Für ältere BewohnerInnen von Standing Rock war der Protest gegen die Pipeline zugleich die Erledigung einer alten Angelegenheit. Als Kinder hatten viele von ihnen erlebt, wie ihre Familien von dem Land vertrieben wurden, auf dem der Stausee angelegt wurde. Damals wurden ganze Sioux-Siedlungen geflutet.

Bei den indigenen Völkern der USA breitete sich die Anti-Pipeline-Bewegung wie ein Lauffeuer aus. Als im Frühsommer die ersten Protestcamps in der Prärie entstanden, kamen die RepräsentantInnen von fast 300 anderen Stämmen und erklärten ihre Unterstützung.

Auf der anderen Seite reagierte die Polizei des zuständigen Morton County mit militärischer Gewalt. Mehrfach fuhr sie mit Schützenpanzern auf, beschoss die DemonstrantInnen mit Gummigeschossen und setzte Pfeffergas ein. Der private Wachschutz hetzte Hunde auf Menschen. Zahlreiche DemonstrantInnen wurden verletzt, davon einige schwer. Hunderte weitere – darunter auch mehrere JournalistInnen – wurden festgenommen und wegen Widerstand und Hausfriedensbruch angeklagt.

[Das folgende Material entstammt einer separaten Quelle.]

//! Memory subsystem of a userspace virtual-machine runtime.
//!
//! Guest programs see a flat virtual address space backed by host memory
//! obtained from the operating system. Three layers provide it, leaves first:
//!
//! | Layer | Responsibility |
//! | ----- | -------------- |
//! | [`mm::pmm`] | Buddy allocator handing out page runs of host memory. |
//! | [`mm::vm`] | Guest-virtual to host translation with a translation cache. |
//! | [`mm::kmem`] | Byte-granular heap (slab classes + bitmap sub-heaps). |
//!
//! ```
//! use guestmem::{PageDir, Pmm, VmCache};
//! use guestmem::mm::vm::{vm_load, vm_store};
//!
//! let pmm = Pmm::create_from_os(8 << 20).unwrap();
//! let pagedir = PageDir::new(&pmm).unwrap();
//! let mut cache = VmCache::new();
//!
//! vm_store::<u32>(&mut cache, &pagedir, 0xdead_bee4, 12345).unwrap();
//! assert_eq!(vm_load::<u32>(&mut cache, &pagedir, 0xdead_bee4).unwrap(), 12345);
//! ```

pub mod host;
pub mod mm;
mod util;

pub use host::HostMem;
pub use mm::kmem::{Kmem, Region};
pub use mm::pmm::Pmm;
pub use mm::vm::{PageDir, VmCache, VmFault};
pub use mm::{MemError, PAGE_SIZE, PAGE_SIZE_BITS};
//! Guest memory management. Three layers, leaves first:
//!
//! | Layer | Responsibility |
//! | ----- | -------------- |
//! | [`pmm`] | Hand out page-aligned runs of host memory in power-of-two sizes. |
//! | [`vm`] | Translate guest virtual addresses to host addresses; cache translations. |
//! | [`kmem`] | Byte-granular allocator built on the page manager. |
//!
//! The heap requests multi-page runs from the page manager to back sub-heaps
//! and slab blocks; the virtual memory layer requests single pages for both
//! page-table nodes and guest backing pages. All three are value-typed
//! handles, each serialized by its own mutex.

pub mod kmem;
pub mod pmm;
pub mod vm;

use static_assertions as sa;
use thiserror::Error;

/// Order of page-size.
pub const PAGE_SIZE_BITS: usize = 12;
/// Page size. The unit of wholesale transfer for every layer in this module.
pub const PAGE_SIZE: usize = 1 << PAGE_SIZE_BITS;

sa::const_assert!(PAGE_SIZE.is_power_of_two());

/// Creation-time failure of an allocator handle.
#[derive(Debug, Clone, Copy, PartialEq, Eq, Error)]
pub enum MemError {
    /// The host region cannot hold the allocator metadata plus at least one
    /// usable block, or the backing allocator is exhausted.
    #[error("out of host memory")]
    OutOfMemory,
}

Für den heutigen Montag hatte der Gouverneur von North Dakota, der Republikaner Jack Dalrymple, einen Räumungsbefehl erteilt. Allen, die sich auf dem Gelände befanden, oder die sich mit Lebensmitteln, Heizmaterial, Medizin oder anderer Unterstützung näherten, drohte er mit drastischer Verfolgung.

In einer ersten Reaktion auf den Baustopp bezeichneten die Betreibergesellschaften Energy Transfer Partners und Sunoco Logistics die Entscheidung des Army Corps of Engineers als eine „rein politische Aktion“. Sie kündigten an, dass sie weiterhin „voll engagiert“ seien, um ihr Pipeline-Projekt zu vollenden. Der Kampf scheint noch nicht beendet.